The startup is launching a system to manage all your assets. It's target customer: Techies who strike it rich.

Paul Sloan Former Editor
Paul Sloan is editor in chief of CNET News. Before joining CNET, he had been a San Francisco-based correspondent for Fortune magazine, an editor at large for Business 2.0 magazine, and a senior producer for CNN. When his fingers aren't on a keyboard, they're usually on a guitar. Email him here.
Paul Sloan
3 min read
Wealthfront's new service (click to enlarge)

There's a lot of sudden wealth occurring in Silicon Valley these days, and that's leading to a parade of suits--aka wealth managers--trying to snag customers from the hallways of Facebook, LinkedIn, Zynga and other hot companies.

It's a parade that Wealthfront wants to rain on.

Wealthfront, a startup backed by Marc Andreessen and other Valley luminaries, is trying to upend the old-school money management model by replacing it with a system powered by software. The pitch: Why trust your money to a Wall Street money manager who charges steep fees when well-designed software can do a better job for a lot less?

"Our goal is to democratize access to sophisticated financial advice," says CEO and President Andy Rachleff, a former general partner with Benchmark Capital. "This area is ripe for disruption."

To that end, Weathfront today is launching Wealthfront Online Financial Advisor, a slick and fully transparent system for managing a diverse portfolio exchange-traded funds of six kinds of assets, including U.S. and non-U.S. stocks funds, commodities, REITS and bonds.

Anyone with as little as $5,000 can open an account and Wealthfront charges no fees until your account exceeds $25,000. The pricing model, in fact, is the opposite of traditional advisors, who charge more for people with smaller amounts to invest.

"Most people won't help you until you're wealthy," says Rachleff, pointing out that Wealthfront's fees are 75 percent lower traditional financial advisors.

The timing, it seems, couldn't be better. The growing Occupy Wall Street movement underscores the widespread distrust of big Wall Street firms. And, more importantly, Wealthfront's initial target audience is newly rich tech workers, which thanks to a steady flow of startup acquisitions and the comeback of Internet IPOS, there is no shortage of.

These are folks who want to do things themselves and are obviously comfortable relying on Web. "These people aren't in middle of the country and they don't need handholding," says founder Dan Carroll, himself a Midwesterner.

The business, initially called KaChing, began three years ago as a Facebook game that allowed people to virtually manage stock portfolios. That evolved into a system that let people invest real money and mirror the performance of professional money managers. What Carroll and Rachleff kept hearing from users, however, was that they wanted a system that was more complete and offered more than U.S. stock funds. And that's what they built, tapping into open source software developed--in a nice twist--by Goldman Sachs.

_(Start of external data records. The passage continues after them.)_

use std::future::Future;
use std::pin::Pin;
use std::task::{Context, Poll};
use taskboard_core::{BoardError, BoardResult};
use tokio::task::JoinHandle;

/// Outcome of an engine operation whose remote half may still be running.
///
/// The optimistic change is already applied by the time a `Pending` is
/// handed out. Dropping it detaches the remote call; it is never cancelled.
pub struct Pending<T> {
    inner: Inner<T>,
}

enum Inner<T> {
    Ready(Option<BoardResult<T>>),
    Spawned(JoinHandle<BoardResult<T>>),
}

impl<T: 'static> Pending<T> {
    /// An operation that finished without leaving the local model.
    pub fn ready(result: BoardResult<T>) -> Self {
        Self {
            inner: Inner::Ready(Some(result)),
        }
    }

    /// Run the remainder of an operation on the current `LocalSet`.
    pub fn spawn(future: impl Future<Output = BoardResult<T>> + 'static) -> Self {
        Self {
            inner: Inner::Spawned(tokio::task::spawn_local(future)),
        }
    }

    /// True when the operation completed synchronously, e.g. a no-op or a
    /// local rejection.
    pub fn is_ready(&self) -> bool {
        matches!(self.inner, Inner::Ready(_))
    }

    /// Transform the successful value. Stays synchronous when `self` is.
    pub fn map<U: 'static>(self, f: impl FnOnce(T) -> U + 'static) -> Pending<U> {
        match self.inner {
            Inner::Ready(Some(result)) => Pending::ready(result.map(f)),
            Inner::Ready(None) => Pending::ready(Err(BoardError::Internal(
                "operation result already taken".into(),
            ))),
            Inner::Spawned(handle) => Pending::spawn(async move {
                let pending = Pending {
                    inner: Inner::Spawned(handle),
                };
                pending.await.map(f)
            }),
        }
    }
}

impl<T> Unpin for Pending<T> {}

impl<T> Future for Pending<T> {
    type Output = BoardResult<T>;

    fn poll(self: Pin<&mut Self>, cx: &mut Context<'_>) -> Poll<Self::Output> {
        match &mut self.get_mut().inner {
            Inner::Ready(result) => Poll::Ready(result.take().unwrap_or_else(|| {
                Err(BoardError::Internal("operation result already taken".into()))
            })),
            Inner::Spawned(handle) => Pin::new(handle).poll(cx).map(|joined| {
                joined.unwrap_or_else(|e| {
                    Err(BoardError::Internal(format!("operation task failed: {}", e)))
                })
            }),
        }
    }
}

#[cfg(test)]
mod tests {
    use super::*;

    #[tokio::test]
    async fn test_ready_resolves_immediately() {
        let pending = Pending::ready(Ok(7));
        assert!(pending.is_ready());
        assert_eq!(pending.await.unwrap(), 7);
    }

    #[tokio::test]
    async fn test_spawned_runs_on_local_set() {
        let local = tokio::task::LocalSet::new();
        local
            .run_until(async {
                let pending = Pending::spawn(async { Ok("done") });
                assert!(!pending.is_ready());
                assert_eq!(pending.await.unwrap(), "done");
            })
            .await;
    }

    #[tokio::test]
    async fn test_map_keeps_ready_results_synchronous() {
        let pending = Pending::ready(Ok(2)).map(|n| n * 10);
        assert!(pending.is_ready());
        assert_eq!(pending.await.unwrap(), 20);

        let failed: Pending<u32> = Pending::ready(Err(BoardError::ViewClosed));
        assert!(matches!(failed.map(|n| n + 1).await, Err(BoardError::ViewClosed)));
    }
}
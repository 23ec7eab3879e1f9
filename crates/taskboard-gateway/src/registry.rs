use std::rc::Rc;
use taskboard_core::{AppConfig, BoardResult};
use taskboard_domain::{BacklogItem, Column, Project, Release, Sprint, SubTask};

use crate::http::{HttpClient, HttpGateway};
use crate::session::SessionContext;
use crate::traits::{Gateway, ReleaseGateway, SprintGateway, StatusGateway};

/// One gateway per entity type, shared by everything that talks to the
/// store on behalf of a board.
#[derive(Clone)]
pub struct GatewaySet {
    pub projects: Rc<dyn Gateway<Project>>,
    pub columns: Rc<dyn Gateway<Column>>,
    pub items: Rc<dyn StatusGateway<BacklogItem>>,
    pub sub_tasks: Rc<dyn Gateway<SubTask>>,
    pub sprints: Rc<dyn SprintGateway>,
    pub releases: Rc<dyn ReleaseGateway>,
}

impl GatewaySet {
    /// REST gateways against the configured store, authenticated as
    /// `session`.
    pub fn http(config: &AppConfig, session: SessionContext) -> BoardResult<Self> {
        let client = HttpClient::new(config, session)?;
        tracing::info!(
            "Using remote store at {} as {}",
            config.base_url(),
            client.session().username()
        );

        Ok(Self {
            projects: Rc::new(HttpGateway::<Project>::new(client.clone())),
            columns: Rc::new(HttpGateway::<Column>::new(client.clone())),
            items: Rc::new(HttpGateway::<BacklogItem>::new(client.clone())),
            sub_tasks: Rc::new(HttpGateway::<SubTask>::new(client.clone())),
            sprints: Rc::new(HttpGateway::<Sprint>::new(client.clone())),
            releases: Rc::new(HttpGateway::<Release>::new(client)),
        })
    }

    /// Every gateway backed by the same in-memory store.
    #[cfg(any(test, feature = "test-util"))]
    pub fn in_memory(store: Rc<crate::memory::RemoteStore>) -> Self {
        Self {
            projects: store.clone(),
            columns: store.clone(),
            items: store.clone(),
            sub_tasks: store.clone(),
            sprints: store.clone(),
            releases: store,
        }
    }
}
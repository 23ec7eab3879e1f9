//! Gateways backed by the remote store's REST API.

pub mod client;
pub mod gateway;
pub mod routes;

pub use client::{authorize, HttpClient};
pub use gateway::HttpGateway;
pub use routes::{AssignmentRoute, Route, StatusRequest, StatusRoute};
use axum::{
    http::StatusCode,
    response::{IntoResponse, Response},
    Json,
};
use serde_json::json;
use thiserror::Error;

/// Failures surfaced by the portal core and its HTTP handlers.
///
/// Every variant is local to the operation that raised it: nothing here is
/// fatal to the running server, and the caller is free to retry.
#[derive(Error, Debug)]
pub enum PortalError {
    /// Record store call rejected or returned a body we could not decode
    #[error("Record store query failed: {0}")]
    Query(String),

    /// Blob store rejected an upload
    #[error("Upload failed: {0}")]
    Upload(String),

    #[error("Not found: {0}")]
    NotFound(String),

    #[error("Validation error: {0}")]
    Validation(String),

    /// Upload endpoint hit while the admission gate is closed
    #[error("Admission required: {0}")]
    NotAdmitted(String),

    /// Admission state could not be read from or written to local storage
    #[error("Persistence error: {0}")]
    Persistence(String),
}

/// Convenience Result type for portal operations
pub type Result<T> = std::result::Result<T, PortalError>;

impl PortalError {
    pub fn query(message: impl Into<String>) -> Self {
        PortalError::Query(message.into())
    }

    pub fn upload(message: impl Into<String>) -> Self {
        PortalError::Upload(message.into())
    }

    pub fn not_found(message: impl Into<String>) -> Self {
        PortalError::NotFound(message.into())
    }

    pub fn validation(message: impl Into<String>) -> Self {
        PortalError::Validation(message.into())
    }

    pub fn status_code(&self) -> StatusCode {
        match self {
            PortalError::Query(_) | PortalError::Upload(_) => StatusCode::BAD_GATEWAY,
            PortalError::NotFound(_) => StatusCode::NOT_FOUND,
            PortalError::Validation(_) => StatusCode::BAD_REQUEST,
            PortalError::NotAdmitted(_) => StatusCode::FORBIDDEN,
            PortalError::Persistence(_) => StatusCode::INTERNAL_SERVER_ERROR,
        }
    }
}

impl From<validator::ValidationErrors> for PortalError {
    fn from(err: validator::ValidationErrors) -> Self {
        PortalError::Validation(err.to_string())
    }
}

impl IntoResponse for PortalError {
    fn into_response(self) -> Response {
        let status = self.status_code();
        match status {
            StatusCode::BAD_GATEWAY | StatusCode::INTERNAL_SERVER_ERROR => {
                tracing::error!(status = status.as_u16(), "{}", self)
            }
            _ => tracing::warn!(status = status.as_u16(), "{}", self),
        }

        let body = json!({
            "message": self.to_string(),
            "status": status.as_u16(),
        });
        (status, Json(body)).into_response()
    }
}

Algorithms personalize investment portfolios (click to enlarge)

At the core of Wealthfront's system is what's called Modern Portfolio Theory, which holds that owning different asset classes is the best way to maximize return while minimizing risk. It's a model that, while debated, has held up well even through the big market volatility and is widely used by high-end money mangers.

Wealthfront automates this investment model by asking users a series of questions--including whether you have angel investments, a nod to its target customers--that it runs through its risk-assessment algorithms. It personalizes a plan, and shows you all the investments it's suggesting before you commit a dime. Sign up, and your money gets held with Interactive Brokers, which Weathfront uses because it's inexpensive.

Wealthfront has 20 employees and has raised $10.5 million, mostly from DAG Ventures. Rachleff says the business needs $1.5 billion under management for Wealthfront to break even. If this catches on among techies--its signed up early customers from Facebook, Zynga, LinkedIn, Skype, Google, and so on across the Valley--the company then plans to go for a wider audience.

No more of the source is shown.